Cuando la realidad golpeó nuestros bolsillos nos quedamos en el continente bajo la promesa de cambiar de acento más que para conseguir leche.
Tomó mi mano de entre la reja de mi casa cuando esta se había convertido en cuartel militar para con mis excesos y susurrando lágrimas entregó a mi el más preciado de los recuerdos. Tu y yo, cantando bajo la lluvia y cualquier otras desgracias. Desde entonces nunca tuvimos problemas con el mundo más que los que este tenía con nosotras, por el mero mero placer de exigirle al destino todo lo que nos engañamos de infantas.
Venía junto con ella una cerveza medio caliente de un bar decadente que prometía ser nuestro punto de despegue.
Mi mayor miedo siempre ha sido el que la dignidad acabe con nuestras facetas.
Tantas veces nos hemos dicho adiós que he perdido la cuenta, pero si le preguntan a ella seguramente les dará la dirección exacta de dónde fue la primera vez que perdí mis pantaletas.
Nunca tuvo pena en mostrar mis verguenzas como pequeñas girnaldas que decoran mi cabellera.
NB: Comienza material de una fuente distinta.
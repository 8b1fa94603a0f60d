//! Knobs and fixed texts of the fix workflow.

use std::path::PathBuf;

use crate::retry::RetryPolicy;

use super::error::WorkflowError;

pub const FINALIZING_DOC: &str = "https://fedoraproject.org/wiki/FinalizingFedoraSwitchtoPython3";

/// Commit message, and the expected pull request title.
pub const COMMIT_MESSAGE: &str = "Fix misnamed Python 2 dependencies declarations";

/// Branches whose presence means the spec file may be shared with EPEL.
pub const DEFAULT_LONG_TERM_BRANCHES: &[&str] = &["el6", "epel7"];

pub const DEFAULT_BRANCH: &str = "master";

pub const DEFAULT_MOCK_ROOT: &str = "fedora-rawhide-x86_64";
pub const DEFAULT_KOJI_TARGET: &str = "rawhide";

pub const KERBEROS_REALM: &str = "FEDORAPROJECT.ORG";

pub const PR_DESCRIPTION: &str = "\
This package uses names with ambiguous `python-` prefix in requirements.

According to Fedora Packaging guidelines for Python [0], \
packages must use names with either `python2-` or `python3-` \
prefix in requirements where available.

This PR is part of Fedora's Switch to Python 3 effort [1] \
aiming to fix misnamed dependencies declarations across Python packages.

Note that, although this PR was created automatically, any comments or issues which \
you might find with it during the review will be fixed. \
The PR will remain open for review for a week, and \
if no feedback received will be merged.

[0] https://fedoraproject.org/wiki/Packaging:Python#Dependencies
[1] https://fedoraproject.org/wiki/FinalizingFedoraSwitchtoPython3";

/// Changelog entry added to the spec file.
pub fn changelog_comment() -> String {
    format!("{}\n  (See {})", COMMIT_MESSAGE, FINALIZING_DOC)
}

/// Pull request description, with the scratch build link when there is one.
pub fn pull_request_description(scratch_build: Option<&str>) -> String {
    match scratch_build {
        Some(link) => format!("{}\n\nKoji scratch build: {}", PR_DESCRIPTION, link),
        None => PR_DESCRIPTION.to_string(),
    }
}

/// Where and how test builds run.
#[derive(Debug, Clone, PartialEq, Eq)]
pub struct ValidationSettings {
    pub mock_root: String,
    pub mock_result_dir: PathBuf,
    pub koji_target: String,
}

impl Default for ValidationSettings {
    fn default() -> Self {
        Self {
            mock_root: DEFAULT_MOCK_ROOT.to_string(),
            mock_result_dir: PathBuf::from(format!("/var/lib/mock/{}/result", DEFAULT_MOCK_ROOT)),
            koji_target: DEFAULT_KOJI_TARGET.to_string(),
        }
    }
}

/// Where fixes are pushed and proposed.
#[derive(Debug, Clone, PartialEq, Eq)]
pub struct PublishSettings {
    /// Forge user owning the fork; also the git remote name.
    pub fork_user: String,
    pub branch: String,
    pub push_retry: RetryPolicy,
}

/// Credentials of the upstream identity, used for Kerberos.
#[derive(Clone, PartialEq, Eq)]
pub struct Identity {
    pub user: String,
    pub password: String,
}

impl Identity {
    pub fn principal(&self) -> String {
        format!("{}@{}", self.user, KERBEROS_REALM)
    }
}

impl std::fmt::Debug for Identity {
    fn fmt(&self, f: &mut std::fmt::Formatter<'_>) -> std::fmt::Result {
        f.debug_struct("Identity")
            .field("user", &self.user)
            .field("password", &"********")
            .finish()
    }
}

/// Credentials as given on the command line, before they are checked.
#[derive(Clone, Default)]
pub struct Credentials {
    pub pagure_token: Option<String>,
    pub pagure_user: Option<String>,
    pub fas_user: Option<String>,
    pub fas_password: Option<String>,
}

impl std::fmt::Debug for Credentials {
    fn fmt(&self, f: &mut std::fmt::Formatter<'_>) -> std::fmt::Result {
        let masked = |secret: &Option<String>| secret.as_ref().map(|_| "********");
        f.debug_struct("Credentials")
            .field("pagure_token", &masked(&self.pagure_token))
            .field("pagure_user", &self.pagure_user)
            .field("fas_user", &self.fas_user)
            .field("fas_password", &masked(&self.fas_password))
            .finish()
    }
}

impl Credentials {
    /// The fork owner, required when publishing.
    pub fn fork_user(&self, publish: bool) -> Result<Option<String>, WorkflowError> {
        if !publish {
            return Ok(None);
        }
        match (&self.pagure_token, &self.pagure_user) {
            (Some(_), Some(user)) => Ok(Some(user.clone())),
            _ => Err(WorkflowError::Configuration(
                "Please provide both pagure user and token".to_string(),
            )),
        }
    }

    /// The upstream identity, if any. Half of it is an error.
    pub fn identity(&self) -> Result<Option<Identity>, WorkflowError> {
        match (&self.fas_user, &self.fas_password) {
            (Some(user), Some(password)) => Ok(Some(Identity {
                user: user.clone(),
                password: password.clone(),
            })),
            (None, None) => Ok(None),
            _ => Err(WorkflowError::Configuration(
                "Please provide both FAS username and password".to_string(),
            )),
        }
    }
}

#[derive(Debug, Clone)]
pub struct WorkflowOptions {
    /// Packages are cloned into `<work_dir>/<name>`.
    pub work_dir: PathBuf,
    /// Changelog author, `rpmdev-bumpspec` picks one when unset.
    pub changelog_user: Option<String>,
    pub long_term_branches: Vec<String>,
    /// `None` skips test builds.
    pub validation: Option<ValidationSettings>,
    /// `None` skips fork, push and pull request.
    pub publish: Option<PublishSettings>,
}

impl WorkflowOptions {
    pub fn new(work_dir: PathBuf) -> Self {
        Self {
            work_dir,
            changelog_user: None,
            long_term_branches: DEFAULT_LONG_TERM_BRANCHES
                .iter()
                .map(|b| b.to_string())
                .collect(),
            validation: Some(ValidationSettings::default()),
            publish: None,
        }
    }
}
Lo más hermoso es verla en arapos dispuesta a hacer de su vida una leyenda.
Esta noche me he dispuesto una nueva meta.
Planté colillas en el jardín de su residencia para que pudiera olerme cuando ya no estuviera.
Me ha matado tantas veces que celebraremos en acres de champang mis 30.
Reiremos por siempre aquella noche en la que con empujones comprendimos nuestras diferencias.
Yo aqui, ella allá, durmiendo, siempre cansada.
Ella allá, soñando en ser Romeo.
Yo acá, intentando parecer poeta.
Ella allá, como siempre la he querido, deslumbrando los secretos del universo y explotando por las verdades de la sociedad.
Yo acá, ella allá pero siempre tan cercanas,
perdí la cuenta de razones para odiarla que no me quedó remedio más que adorarla.
Dulces sueños señorita Londoño.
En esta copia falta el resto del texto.